Prior research on outcomes of HCV infection is limited, especially from the employer’s perspective.12,16 Little has been reported on the impact of HCV infection on productivity and the incremental impact of treatment on productivity outside of the randomized clinical trial setting.12 Recently, Su et al16 compared controls without HCV with HCV-infected workers and found that those with HCV had lower productivity and more absence days. Reduced worker productivity due to treatment side effects during therapy has also been reported.12,13 Other prior studies comparing treated and untreated HCV populations have been based on small sample sizes,17 persons coinfected with HIV,18 specialty populations such as Veterans Affairs patients,19 or individuals with substance abuse issues.20-22

The goal of this study was to assess the impact of HCV treatment with interferon, peginterferon, and/or ribavirin on absenteeism (lost time and costs associated with workforce absenteeism) and on worker productivity using objectively captured data from an employed population.

METHODS

This retrospective study was based on longitudinal data from the Human Capital Management Services Research Reference Database (HCMS RRDb) of multiple, geographically diverse, US-based employers. The HCMS RRDb contains adjudicated health insurance and prescription drug claims, with demographics and payroll information from more than 670,000 employees over the period from 2001 to 2008. The HCMS RRDb is representative of the 2004 US Employed Civilian Labor Force (139.2 million) in terms of age and sex, and has been used in prior published research.23-25 Confidentiality and anonymity of subject-level data in this study were maintained in accordance with Health Insurance Portability and Accountability Act guidelines.26

Study Groups

Using medical insurance claims data, the following International Classification of Diseases, 9th Revision (ICD-9) codes were used to identify employees with HCV: 070.41 (acute hepatitis C with hepatic coma), 070.44 (chronic hepatitis C with hepatic coma), 070.51 (acute hepatitis C without mention of hepatic coma), 070.54 (chronic hepatitis C without mention of hepatic coma), or 070.7x (unspecified viral hepatitis C). Employees in the treatment group (HCV-Tx) were those with HCV and 1 or more prescriptions for interferon, peginterferon, and/or ribavirin. These employees were compared with HCVinfected employees who did not receive interferon, peginterferon, and/or ribavirin treatment (HCV-NoTx).
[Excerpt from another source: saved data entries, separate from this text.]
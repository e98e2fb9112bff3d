//! Cache Sweeper Background Task
//!
//! Both cache backends drop expired entries lazily, on the next read of the
//! same key. Keys that are never read again (one-off ids, abandoned
//! challenges, revoked tokens past expiry) would otherwise stay resident.
//! This task removes them periodically.

use crate::state::CacheBackendHandle;
use std::sync::atomic::{AtomicU64, Ordering};
use std::sync::Arc;
use std::time::Duration;
use tokio::sync::watch;
use tokio::time::{interval, MissedTickBehavior};

// ============================================================================
// METRICS
// ============================================================================

/// Counters for the sweeper.
#[derive(Debug, Default)]
pub struct CacheSweeperMetrics {
    /// Sweep cycles completed
    pub sweeps: AtomicU64,

    /// Expired entries removed since startup
    pub entries_purged: AtomicU64,

    /// Sweeps that failed
    pub sweep_errors: AtomicU64,
}

impl CacheSweeperMetrics {
    pub fn new() -> Self {
        Self::default()
    }

    pub fn snapshot(&self) -> CacheSweeperSnapshot {
        CacheSweeperSnapshot {
            sweeps: self.sweeps.load(Ordering::Relaxed),
            entries_purged: self.entries_purged.load(Ordering::Relaxed),
            sweep_errors: self.sweep_errors.load(Ordering::Relaxed),
        }
    }
}

/// Snapshot of sweeper metrics at a point in time.
#[derive(Debug, Clone, PartialEq, Eq)]
pub struct CacheSweeperSnapshot {
    pub sweeps: u64,
    pub entries_purged: u64,
    pub sweep_errors: u64,
}

// ============================================================================
// BACKGROUND TASK
// ============================================================================

/// Periodically purge expired cache entries until shutdown is signalled.
///
/// The first sweep runs one full interval after start.
pub async fn cache_sweeper_task(
    cache: CacheBackendHandle,
    sweep_interval: Duration,
    mut shutdown_rx: watch::Receiver<bool>,
) -> Arc<CacheSweeperMetrics> {
    let metrics = Arc::new(CacheSweeperMetrics::new());

    let mut ticker = interval(sweep_interval);
    ticker.set_missed_tick_behavior(MissedTickBehavior::Skip);
    // `interval` fires immediately; skip that tick.
    ticker.tick().await;

    tracing::info!(
        backend = ?cache.backend(),
        interval_secs = sweep_interval.as_secs(),
        "Cache sweeper started"
    );

    loop {
        tokio::select! {
            changed = shutdown_rx.changed() => {
                if changed.is_err() || *shutdown_rx.borrow() {
                    tracing::info!("Cache sweeper shutting down");
                    break;
                }
            }

            _ = ticker.tick() => {
                sweep_once(&cache, &metrics);
            }
        }
    }

    let snapshot = metrics.snapshot();
    tracing::info!(
        sweeps = snapshot.sweeps,
        entries_purged = snapshot.entries_purged,
        sweep_errors = snapshot.sweep_errors,
        "Cache sweeper completed"
    );

    metrics
}

/// Run one sweep.
fn sweep_once(cache: &CacheBackendHandle, metrics: &CacheSweeperMetrics) {
    metrics.sweeps.fetch_add(1, Ordering::Relaxed);

    match cache.purge_expired() {
        Ok(0) => {
            tracing::trace!("Cache sweep found no expired entries");
        }
        Ok(count) => {
            metrics.entries_purged.fetch_add(count, Ordering::Relaxed);
            tracing::debug!(count, "Purged expired cache entries");
        }
        Err(e) => {
            metrics.sweep_errors.fetch_add(1, Ordering::Relaxed);
            tracing::error!(error = %e, "Cache sweep failed");
        }
    }
}

// ============================================================================
// TESTS
// ============================================================================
Analyses focused on the time after each subject’s index date. For the HCV-Tx cohort, the index date was defined based on the start of therapy. Because the nontreated cohort (HCVNoTx) did not receive therapy, the index date was defined as the average index date (by company) of the HCV-Tx cohort.

Subjects in both cohorts were required to be more than 18 years old on their index date, to have a minimum of 1 month of continuous health plan enrollment after their index date, and to be retained as employees to the last date of health plan enrollment.